- **Dataset records**:
============
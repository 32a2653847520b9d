use std::sync::Arc;

use argon2::{
    password_hash::{PasswordHash, PasswordHasher as _, PasswordVerifier as _, SaltString},
    Algorithm, Argon2, Params, Version,
};
use rand::rngs::OsRng;
use tracing::error;

use crate::config::HashConfig;

/// One-way salted password hashing. `verify` is the only way to compare a
/// candidate password with a stored hash.
pub trait PasswordHasher: Send + Sync {
    fn hash(&self, plain: &str) -> anyhow::Result<String>;

    fn verify(&self, plain: &str, hash: &str) -> anyhow::Result<bool>;

    /// A valid hash that matches no real password. Verified against when a
    /// username is unknown so both rejection paths do the same work.
    fn decoy_hash(&self) -> &str;
}

#[derive(Clone)]
pub struct Argon2Hasher {
    argon2: Argon2<'static>,
    decoy: String,
}

impl Argon2Hasher {
    pub fn new(cfg: &HashConfig) -> anyhow::Result<Self> {
        let params = Params::new(cfg.memory_kib, cfg.iterations, cfg.parallelism, None)
            .map_err(|e| anyhow::anyhow!("invalid argon2 params: {e}"))?;
        let argon2 = Argon2::new(Algorithm::Argon2id, Version::V0x13, params);
        let decoy = hash_with(&argon2, "doorman-decoy-password")?;
        Ok(Self { argon2, decoy })
    }
}

fn hash_with(argon2: &Argon2<'_>, plain: &str) -> anyhow::Result<String> {
    let salt = SaltString::generate(&mut OsRng);
    let hash = argon2
        .hash_password(plain.as_bytes(), &salt)
        .map_err(|e| {
            error!(error = %e, "argon2 hash_password error");
            anyhow::anyhow!(e.to_string())
        })?
        .to_string();
    Ok(hash)
}

impl PasswordHasher for Argon2Hasher {
    fn hash(&self, plain: &str) -> anyhow::Result<String> {
        hash_with(&self.argon2, plain)
    }

    fn verify(&self, plain: &str, hash: &str) -> anyhow::Result<bool> {
        let parsed = PasswordHash::new(hash).map_err(|e| {
            error!(error = %e, "argon2 parse hash error");
            anyhow::anyhow!(e.to_string())
        })?;
        Ok(self
            .argon2
            .verify_password(plain.as_bytes(), &parsed)
            .is_ok())
    }

    fn decoy_hash(&self) -> &str {
        &self.decoy
    }
}

/// Hash on the blocking pool; Argon2 is deliberately slow.
pub async fn hash_off_thread(hasher: Arc<dyn PasswordHasher>, plain: String) -> anyhow::Result<String> {
    tokio::task::spawn_blocking(move || hasher.hash(&plain)).await?
}

pub async fn verify_off_thread(
    hasher: Arc<dyn PasswordHasher>,
    plain: String,
    hash: String,
) -> anyhow::Result<bool> {
    tokio::task::spawn_blocking(move || hasher.verify(&plain, &hash)).await?
}

#[cfg(test)]
pub(crate) fn test_hasher() -> Argon2Hasher {
    let cfg = HashConfig {
        memory_kib: 64,
        iterations: 1,
        parallelism: 1,
    };
    Argon2Hasher::new(&cfg).expect("cheap argon2 params are valid")
}
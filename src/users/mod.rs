use crate::state::AppState;
use axum::Router;

mod dto;
pub mod handlers;
pub mod repo;
pub mod repo_types;
pub mod services;
pub mod store;

pub fn router() -> Router<AppState> {
    Router::new()
        .merge(handlers::public_routes())
        .merge(handlers::me_routes())
}
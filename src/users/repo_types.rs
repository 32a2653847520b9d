use serde::{Deserialize, Serialize};
use sqlx::FromRow;
use time::OffsetDateTime;

/// User record in the database.
#[derive(Debug, Clone, Serialize, Deserialize, FromRow)]
pub struct User {
    pub username: String, // primary key, immutable
    #[serde(skip_serializing)]
    pub password_hash: String, // Argon2 PHC string, never plaintext
    pub email: Option<String>,
    pub display_name: Option<String>,
    #[serde(with = "time::serde::rfc3339")]
    pub created_at: OffsetDateTime,
}

/// Row to write. The hash must already be computed by the caller.
#[derive(Debug, Clone)]
pub struct NewUser {
    pub username: String,
    pub password_hash: String,
    pub email: Option<String>,
    pub display_name: Option<String>,
}
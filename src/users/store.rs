use std::collections::HashMap;

use axum::async_trait;
use time::OffsetDateTime;
use tokio::sync::RwLock;

use super::repo_types::{NewUser, User};

#[derive(Debug, thiserror::Error)]
pub enum StoreError {
    #[error("username must not be empty")]
    EmptyUsername,
    #[error("username {0:?} already exists")]
    Duplicate(String),
    #[error(transparent)]
    Database(#[from] sqlx::Error),
}

/// Persistence boundary for user records, keyed by username.
#[async_trait]
pub trait UserStore: Send + Sync {
    async fn find_by_username(&self, username: &str) -> Result<Option<User>, StoreError>;

    /// Upsert: inserts, or overwrites hash and profile of an existing row.
    /// `created_at` of an existing row is kept.
    async fn save(&self, user: NewUser) -> Result<User, StoreError>;

    /// Create-only. Fails with `Duplicate` when the username is taken.
    async fn insert(&self, user: NewUser) -> Result<User, StoreError>;
}

/// Process-local store for development and tests.
#[derive(Default)]
pub struct MemoryUserStore {
    users: RwLock<HashMap<String, User>>,
}

impl MemoryUserStore {
    pub fn new() -> Self {
        Self::default()
    }
}

fn materialize(user: NewUser, created_at: OffsetDateTime) -> User {
    User {
        username: user.username,
        password_hash: user.password_hash,
        email: user.email,
        display_name: user.display_name,
        created_at,
    }
}

#[async_trait]
impl UserStore for MemoryUserStore {
    async fn find_by_username(&self, username: &str) -> Result<Option<User>, StoreError> {
        Ok(self.users.read().await.get(username).cloned())
    }

    async fn save(&self, user: NewUser) -> Result<User, StoreError> {
        if user.username.is_empty() {
            return Err(StoreError::EmptyUsername);
        }
        let mut users = self.users.write().await;
        let created_at = users
            .get(&user.username)
            .map(|u| u.created_at)
            .unwrap_or_else(OffsetDateTime::now_utc);
        let stored = materialize(user, created_at);
        users.insert(stored.username.clone(), stored.clone());
        Ok(stored)
    }

    async fn insert(&self, user: NewUser) -> Result<User, StoreError> {
        if user.username.is_empty() {
            return Err(StoreError::EmptyUsername);
        }
        let mut users = self.users.write().await;
        if users.contains_key(&user.username) {
            return Err(StoreError::Duplicate(user.username));
        }
        let stored = materialize(user, OffsetDateTime::now_utc());
        users.insert(stored.username.clone(), stored.clone());
        Ok(stored)
    }
}
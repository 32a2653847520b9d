pub mod credentials;
pub(crate) mod extractors;
pub mod gate;
pub mod password;
use std::net::SocketAddr;

use anyhow::Context;
use serde::Deserialize;

/// Which `UserStore` backs the service.
#[derive(Debug, Clone, Copy, PartialEq, Eq, Deserialize)]
#[serde(rename_all = "lowercase")]
pub enum StoreKind {
    Postgres,
    Memory,
}

impl std::str::FromStr for StoreKind {
    type Err = anyhow::Error;

    fn from_str(s: &str) -> Result<Self, Self::Err> {
        match s.trim().to_ascii_lowercase().as_str() {
            "postgres" | "pg" => Ok(Self::Postgres),
            "memory" | "mem" => Ok(Self::Memory),
            other => anyhow::bail!("unknown USER_STORE {other:?} (expected postgres or memory)"),
        }
    }
}

#[derive(Debug, Clone, Deserialize)]
pub struct HashConfig {
    pub memory_kib: u32,
    pub iterations: u32,
    pub parallelism: u32,
}

impl Default for HashConfig {
    // argon2 crate defaults (OWASP minimum for Argon2id)
    fn default() -> Self {
        Self {
            memory_kib: 19 * 1024,
            iterations: 2,
            parallelism: 1,
        }
    }
}

#[derive(Debug, Clone, Deserialize)]
pub struct AppConfig {
    pub host: String,
    pub port: u16,
    pub store: StoreKind,
    pub database_url: Option<String>,
    pub db_max_connections: u32,
    pub realm: String,
    pub hash: HashConfig,
}

impl AppConfig {
    pub fn from_env() -> anyhow::Result<Self> {
        let store = match std::env::var("USER_STORE") {
            Ok(v) => v.parse::<StoreKind>()?,
            Err(_) => StoreKind::Postgres,
        };
        let database_url = std::env::var("DATABASE_URL").ok();
        if store == StoreKind::Postgres && database_url.is_none() {
            anyhow::bail!("DATABASE_URL must be set when USER_STORE=postgres");
        }

        let defaults = HashConfig::default();
        let hash = HashConfig {
            memory_kib: env_parse("ARGON2_MEMORY_KIB").unwrap_or(defaults.memory_kib),
            iterations: env_parse("ARGON2_ITERATIONS").unwrap_or(defaults.iterations),
            parallelism: env_parse("ARGON2_PARALLELISM").unwrap_or(defaults.parallelism),
        };

        Ok(Self {
            host: std::env::var("APP_HOST").unwrap_or_else(|_| "0.0.0.0".into()),
            port: env_parse("APP_PORT").unwrap_or(8080),
            store,
            database_url,
            db_max_connections: env_parse("DB_MAX_CONNECTIONS").unwrap_or(10),
            realm: std::env::var("AUTH_REALM").unwrap_or_else(|_| "doorman".into()),
            hash,
        })
    }

    pub fn listen_addr(&self) -> anyhow::Result<SocketAddr> {
        format!("{}:{}", self.host, self.port)
            .parse()
            .with_context(|| format!("invalid listen address {}:{}", self.host, self.port))
    }
}

fn env_parse<T: std::str::FromStr>(key: &str) -> Option<T> {
    std::env::var(key).ok().and_then(|v| v.parse::<T>().ok())
}
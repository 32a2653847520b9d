use crate::auth::{credentials::CredentialLoader, gate::AuthGate, password::{Argon2Hasher, PasswordHasher}};
use crate::config::{AppConfig, StoreKind};
use crate::users::{repo::PgUserStore, services::RegistrationService, store::{MemoryUserStore, UserStore}};
use anyhow::Context;
use axum::extract::FromRef;
use std::sync::Arc;
use tracing::{info, warn};

/// Every collaborator is built once here and handed down explicitly.
#[derive(Clone)]
pub struct AppState {
    pub users: Arc<dyn UserStore>,
    pub registration: RegistrationService,
    pub gate: AuthGate,
}

impl FromRef<AppState> for AuthGate {
    fn from_ref(state: &AppState) -> Self {
        state.gate.clone()
    }
}

impl AppState {
    pub async fn init(config: AppConfig) -> anyhow::Result<Self> {
        let hasher = Arc::new(Argon2Hasher::new(&config.hash)?) as Arc<dyn PasswordHasher>;

        let users = match config.store {
            StoreKind::Postgres => {
                let url = config
                    .database_url
                    .as_deref()
                    .context("DATABASE_URL is required for the postgres store")?;
                let db = sqlx::postgres::PgPoolOptions::new()
                    .max_connections(config.db_max_connections)
                    .connect(url)
                    .await
                    .context("connect to database")?;
                sqlx::migrate!("./migrations")
                    .run(&db)
                    .await
                    .context("run migrations")?;
                info!("postgres user store ready");
                Arc::new(PgUserStore::new(db)) as Arc<dyn UserStore>
            }
            StoreKind::Memory => {
                warn!("using in-memory user store; users are lost on restart");
                Arc::new(MemoryUserStore::new()) as Arc<dyn UserStore>
            }
        };

        Self::from_parts(&config, users, hasher)
    }

    pub fn from_parts(
        config: &AppConfig,
        users: Arc<dyn UserStore>,
        hasher: Arc<dyn PasswordHasher>,
    ) -> anyhow::Result<Self> {
        let registration = RegistrationService::new(users.clone(), hasher.clone());
        let gate = AuthGate::new(CredentialLoader::new(users.clone()), hasher, &config.realm)?;
        Ok(Self {
            users,
            registration,
            gate,
        })
    }

    #[cfg(test)]
    pub fn fake() -> Self {
        use crate::config::HashConfig;

        let config = AppConfig {
            host: "127.0.0.1".into(),
            port: 0,
            store: StoreKind::Memory,
            database_url: None,
            db_max_connections: 1,
            realm: "test".into(),
            hash: HashConfig {
                memory_kib: 64,
                iterations: 1,
                parallelism: 1,
            },
        };
        let hasher = Arc::new(crate::auth::password::test_hasher()) as Arc<dyn PasswordHasher>;
        let users = Arc::new(MemoryUserStore::new()) as Arc<dyn UserStore>;
        Self::from_parts(&config, users, hasher).expect("fake state")
    }
}
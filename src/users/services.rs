use std::sync::Arc;

use axum::http::StatusCode;
use lazy_static::lazy_static;
use regex::Regex;
use tracing::{error, info, warn};

use super::dto::RegisterRequest;
use super::repo_types::{NewUser, User};
use super::store::{StoreError, UserStore};
use crate::auth::password::{hash_off_thread, PasswordHasher};

pub const MAX_USERNAME_LEN: usize = 64;
pub const MAX_PASSWORD_LEN: usize = 256;

#[derive(Debug, thiserror::Error)]
pub enum RegistrationError {
    #[error("{0}")]
    Validation(&'static str),
    #[error("Username already registered")]
    DuplicateUsername,
    #[error(transparent)]
    Internal(#[from] anyhow::Error),
}

impl RegistrationError {
    pub fn rejection(&self) -> (StatusCode, String) {
        match self {
            Self::Validation(msg) => (StatusCode::BAD_REQUEST, (*msg).to_string()),
            Self::DuplicateUsername => (StatusCode::CONFLICT, self.to_string()),
            Self::Internal(_) => (
                StatusCode::INTERNAL_SERVER_ERROR,
                "Internal server error".into(),
            ),
        }
    }
}

pub(crate) fn is_valid_username(username: &str) -> bool {
    lazy_static! {
        static ref USERNAME_RE: Regex = Regex::new(r"^[A-Za-z0-9._-]+$").unwrap();
    }
    !username.is_empty() && username.len() <= MAX_USERNAME_LEN && USERNAME_RE.is_match(username)
}

pub(crate) fn is_valid_email(email: &str) -> bool {
    lazy_static! {
        static ref EMAIL_RE: Regex = Regex::new(r"^[^@\s]+@[^@\s]+\.[^@\s]+$").unwrap();
    }
    EMAIL_RE.is_match(email)
}

/// Blank optional strings are treated as absent.
fn non_blank(v: Option<String>) -> Option<String> {
    v.map(|s| s.trim().to_string()).filter(|s| !s.is_empty())
}

/// Validates registrations and stores users with hashed passwords.
#[derive(Clone)]
pub struct RegistrationService {
    users: Arc<dyn UserStore>,
    hasher: Arc<dyn PasswordHasher>,
}

impl RegistrationService {
    pub fn new(users: Arc<dyn UserStore>, hasher: Arc<dyn PasswordHasher>) -> Self {
        Self { users, hasher }
    }

    pub async fn register(&self, req: RegisterRequest) -> Result<User, RegistrationError> {
        let username = req.username.trim().to_string();
        if username.is_empty() {
            return Err(RegistrationError::Validation("Username is required"));
        }
        if !is_valid_username(&username) {
            warn!(%username, "invalid username");
            return Err(RegistrationError::Validation("Invalid username"));
        }
        if req.password.is_empty() {
            return Err(RegistrationError::Validation("Password is required"));
        }
        if req.password.len() > MAX_PASSWORD_LEN {
            return Err(RegistrationError::Validation("Password too long"));
        }
        let email = non_blank(req.email).map(|e| e.to_lowercase());
        if let Some(email) = &email {
            if !is_valid_email(email) {
                warn!(%username, "invalid email");
                return Err(RegistrationError::Validation("Invalid email"));
            }
        }

        let password_hash = hash_off_thread(self.hasher.clone(), req.password)
            .await
            .map_err(|e| {
                error!(error = %e, "hash_password failed");
                RegistrationError::Internal(e)
            })?;

        let new_user = NewUser {
            username,
            password_hash,
            email,
            display_name: non_blank(req.display_name),
        };

        match self.users.insert(new_user).await {
            Ok(user) => {
                info!(username = %user.username, "user registered");
                Ok(user)
            }
            Err(StoreError::Duplicate(username)) => {
                warn!(%username, "username already registered");
                Err(RegistrationError::DuplicateUsername)
            }
            Err(StoreError::EmptyUsername) => {
                Err(RegistrationError::Validation("Username is required"))
            }
            Err(e) => {
                error!(error = %e, "create user failed");
                Err(RegistrationError::Internal(e.into()))
            }
        }
    }
}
============
- **Task statement**: The number alone is the answer: work out how many lines in the data contain "existing".

- **Exercise solution**: 2